_Data supplied_.
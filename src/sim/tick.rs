//! Simulation tick
//!
//! Advances the game by one step: input → paddles → ball → collisions.

use super::collision::{Side, bounce_off_paddle, bounce_off_walls, check_score};
use super::input::{InputState, derive_velocity};
use super::state::{GameState, Player};

/// Something noteworthy that happened during a tick
#[derive(Debug, Clone, Copy, PartialEq, Eq)]
pub enum GameEvent {
    WallBounce,
    PaddleHit(Player),
    PointScored(Player),
}

/// Advance the game state by `dt` step units (1.0 per frame when
/// frame-counted, seconds otherwise)
///
/// Collision checks always run in the same order: walls, paddle one, paddle
/// two, scoring. None of them short-circuits the others.
pub fn tick(state: &mut GameState, input: &InputState, dt: f32) -> Vec<GameEvent> {
    let mut events = Vec::new();
    state.time_ticks += 1;

    // Paddles
    state.paddle_one.velocity = derive_velocity(
        input.player_one_up,
        input.player_one_down,
        state.paddle_speed,
    );
    state.paddle_two.velocity = derive_velocity(
        input.player_two_up,
        input.player_two_down,
        state.paddle_speed,
    );
    state.paddle_one.integrate(dt, state.canvas.y);
    state.paddle_two.integrate(dt, state.canvas.y);

    // Ball
    let step = state.ball.speed * dt;
    state.ball.integrate(dt);

    if bounce_off_walls(&mut state.ball, state.canvas.y) {
        events.push(GameEvent::WallBounce);
    }
    if bounce_off_paddle(&mut state.ball, &state.paddle_one, Side::Left, step) {
        events.push(GameEvent::PaddleHit(Player::One));
    }
    if bounce_off_paddle(&mut state.ball, &state.paddle_two, Side::Right, step) {
        events.push(GameEvent::PaddleHit(Player::Two));
    }
    if let Some(scorer) = check_score(&state.ball, state.canvas.x) {
        state.score.award(scorer);
        state.reset_ball();
        events.push(GameEvent::PointScored(scorer));
    }

    events
}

_Action item_. Return each line of the material above in which the string "step" appears.

_Problem solution_.
//! Advances the game by one step: input → paddles → ball → collisions.
/// Advance the game state by `dt` step units (1.0 per frame when
    let step = state.ball.speed * dt;
    if bounce_off_paddle(&mut state.ball, &state.paddle_one, Side::Left, step) {
    if bounce_off_paddle(&mut state.ball, &state.paddle_two, Side::Right, step) {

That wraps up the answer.